Well done. Not very surprised that he managed to get more performance by using the AVX-intriinsics directly. C++ compilers have been always rather suboptimal when it comes to autovectorization. GNU CC has always been outrageously bad Intel CC is a lot better but also not perfect.
Anyway since AVX-512 is also part of Skylake Xeon’s he can even move that code to a non Xeon-Phi specific cluster if he wants.
In the end, as always in HPC environment, you need hand-tunning to squeeze the maximum FLOPS from your iron. This what HPC is. You buy a new machine, and then you spend time and time optimizing the software for the architecture until the next big machine is bought. Compilers, programming models help in the process but fine-tunning (or hand-tunning) is required at some point.

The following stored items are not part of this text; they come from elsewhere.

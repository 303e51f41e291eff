//! Bounded concurrent execution
//!
//! [`WorkerPool`] runs submitted futures on a fixed number of workers with
//! backpressure: at most `capacity` tasks are queued or executing, and
//! [`WorkerPool::submit`] waits for a free slot beyond that.
//!
//! # Module Organization
//!
//! - [`config`] - Pool sizing with validation and presets
//! - [`pool`] - The pool itself
//!
//! # Basic Usage
//!
//! ```rust,no_run
//! use hls_fetcher::app::worker::{ConfigPresets, WorkerPool};
//!
//! # async fn example() -> Result<(), Box<dyn std::error::Error>> {
//! let pool = WorkerPool::from_config(&ConfigPresets::production())?;
//!
//! for index in 0..20 {
//!     pool.submit(async move {
//!         println!("segment {index}");
//!     })
//!     .await?;
//! }
//!
//! pool.close().await;
//! # Ok(())
//! # }
//! ```

pub mod config;
pub mod pool;

pub use config::{ConfigPresets, WorkerConfig, WorkerConfigBuilder};
pub use pool::{Task, WorkerPool};
//! File download operations with atomic writes
//!
//! Bodies are written to `<name>.tmp` next to the destination and renamed
//! into place only after the whole body is on disk, so a failed attempt
//! never leaves a truncated file under the final name.

use std::path::{Path, PathBuf};

use tokio::fs::File;
use tokio::io::AsyncWriteExt;
use url::Url;

use crate::app::client::http::HttpHandler;
use crate::constants::files;
use crate::errors::{FetchError, FetchResult};

/// File download operations handler
pub struct DownloadHandler<'a> {
    http_handler: &'a HttpHandler,
}

impl<'a> DownloadHandler<'a> {
    /// Creates a new DownloadHandler with the given HTTP handler
    pub fn new(http_handler: &'a HttpHandler) -> Self {
        Self { http_handler }
    }

    /// Downloads `url` into `destination_dir/<file name>` in a single attempt
    ///
    /// The file name is the last path component of the URL; the query string
    /// never reaches the local name. Returns the final path.
    ///
    /// # Errors
    ///
    /// Returns `FetchError` if:
    /// - The URL has no usable file name
    /// - The request fails or returns a non-success status
    /// - Writing or renaming the file fails
    pub async fn fetch_once(&self, url: &Url, destination_dir: &Path) -> FetchResult<PathBuf> {
        let file_name = file_name_from_url(url)?;
        let destination = destination_dir.join(&file_name);

        let body = self.http_handler.get_bytes(url).await?;
        write_atomic(&destination, &body).await?;

        tracing::debug!("Downloaded {} -> {}", url, destination.display());
        Ok(destination)
    }
}

/// Derives the local file name for a URL: last path segment, query dropped
pub fn file_name_from_url(url: &Url) -> FetchResult<String> {
    url.path_segments()
        .and_then(|segments| segments.last())
        .filter(|name| !name.is_empty())
        .map(|name| name.to_string())
        .ok_or_else(|| FetchError::MissingFileName {
            url: url.to_string(),
        })
}

/// Writes `contents` to `destination` through a temporary sibling and a rename
pub async fn write_atomic(destination: &Path, contents: &[u8]) -> FetchResult<()> {
    if let Some(parent) = destination.parent() {
        tokio::fs::create_dir_all(parent).await?;
    }

    let temp_path = temp_path_for(destination);

    let written = async {
        let mut file = File::create(&temp_path).await?;
        file.write_all(contents).await?;
        file.flush().await?;
        file.sync_all().await
    }
    .await;

    if let Err(e) = written {
        let _ = tokio::fs::remove_file(&temp_path).await;
        return Err(FetchError::Io(e));
    }

    tokio::fs::rename(&temp_path, destination)
        .await
        .map_err(|_| FetchError::AtomicOperationFailed {
            temp_path: temp_path.clone(),
            final_path: destination.to_path_buf(),
        })
}

fn temp_path_for(destination: &Path) -> PathBuf {
    let mut name = destination
        .file_name()
        .map(|n| n.to_os_string())
        .unwrap_or_default();
    name.push(files::TEMP_FILE_SUFFIX);
    destination.with_file_name(name)
}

I’m missing a comparison with the GPU(s) that it replaced. So what is the evaluation of this hardware experiment? Is the Xeon Phi better or not?

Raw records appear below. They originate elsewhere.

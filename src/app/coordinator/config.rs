//! Configuration for a download session
//!
//! Bundles pool sizing, the per-segment retry policy and manifest parsing
//! settings so a [`super::Coordinator`] can be built from one value.

use serde::{Deserialize, Serialize};

use crate::app::client::RetryPolicy;
use crate::app::manifest::ManifestConfig;
use crate::app::worker::WorkerConfig;
use crate::errors::Result;

/// Configuration for the download coordinator
#[derive(Debug, Clone, Default, Serialize, Deserialize)]
#[serde(default)]
pub struct CoordinatorConfig {
    /// Worker pool sizing
    pub worker: WorkerConfig,
    /// Retry policy applied to every segment
    pub retry: RetryPolicy,
    /// Manifest parsing settings
    pub manifest: ManifestConfig,
}

impl CoordinatorConfig {
    /// Set the number of concurrent segment fetches
    pub fn with_worker_count(mut self, count: usize) -> Self {
        self.worker.worker_count = count;
        self
    }

    /// Set the attempt budget per segment
    pub fn with_max_attempts(mut self, attempts: u32) -> Self {
        self.retry.max_attempts = attempts;
        self
    }

    /// Replace the retry policy
    pub fn with_retry_policy(mut self, policy: RetryPolicy) -> Self {
        self.retry = policy;
        self
    }

    /// Replace the manifest settings
    pub fn with_manifest_config(mut self, manifest: ManifestConfig) -> Self {
        self.manifest = manifest;
        self
    }

    /// Validate every section
    pub fn validate(&self) -> Result<()> {
        self.worker.validate()?;
        self.retry.validate()?;
        self.manifest.validate()?;
        Ok(())
    }
}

Well, P100 have double the transistor count at simmilar frequency thanks to more advanced manufacturing process so it has double performance too.
So there is reason why they did not compare them.
The only rough comparison I can make, with the hardware available to me, is the 64-core Xeon Phi compared to a single old NVIDIA Tesla K20c. The K20c is capable of about 4 TFLOP/s single-precision and 1.5 TFLOP/s double-precision for a “more-or-less” comparable “speed of light” no-memory-access/no-cache-access code. So the Xeon Phi is better in the particular case of this code.
Of course, the K20c is not the most modern GPU available. For single precision only, the 11 TFLOP/s “raw compute” performance of the NVIDIA Titan X (I don’t have one available to me) would be superior to the Xeon Phi. I have been waiting for the release of a Pascal-generation NVIDIA GPU, with strong single- AND double-precision performance, in order to do a “head-to-head” comparison between CPU and GPU solutions for my Savitsky-Golay filter work.
Jeffrey,
Looking at 2nd chart seems that the processor cannot handle the load if the load pass 128 threads, i can see a huge hit in terms of TFOPS at 128 threads. So Intel engineers are using HT techniques on phi’s internal combustion engine.
This is due to overhead of managing more threads. You’ve got ~64 cores (depends on exact model) and with two thread per core you can keep it busy with pipelining. But going beyond that leads to degradation because of the cost of scheduling, swapping, less efficient pre-fetching and many other factors. You can play with various scheduling options, and OpenMP may not be the best approach to optimizing.
Also, the cliffs you are seeing have to do with problems of load balancing when the number of threads is not a multiple of 64.
Wait for the POWER9 + NVIDIA GPUS via NVLink next year. That is going to be a game-changer. Actually, the latest POWER8 with NVLINK + GPUs are doing an amazing job. Maybe, don’t wait… just buy a machine with really integrated accelerators. That’s the bottleneck in HPC. Just testing raw core performance is not going to make it … do this guy know about the memory wall? the ILP wall? the power wall? or the reliability wall? These are the trade-offs to do when implementing a big HPC machine.
Absolute performance is not the thing to focus on. Performance per dollar is more important if you are doing dumb parallelism, but you must also take into account the cost of the entire system. Another consideration is the performance divided by a more general cost measure that includes the amount of human effort necessary to obtain this performance. In particular, this is part of the allure of Knight’s Landing, etc. But it is a bit of an illusion, as this article makes clear, because autovectorization is generally quite insufficient, and at a certain point CUDA starts looking attractive.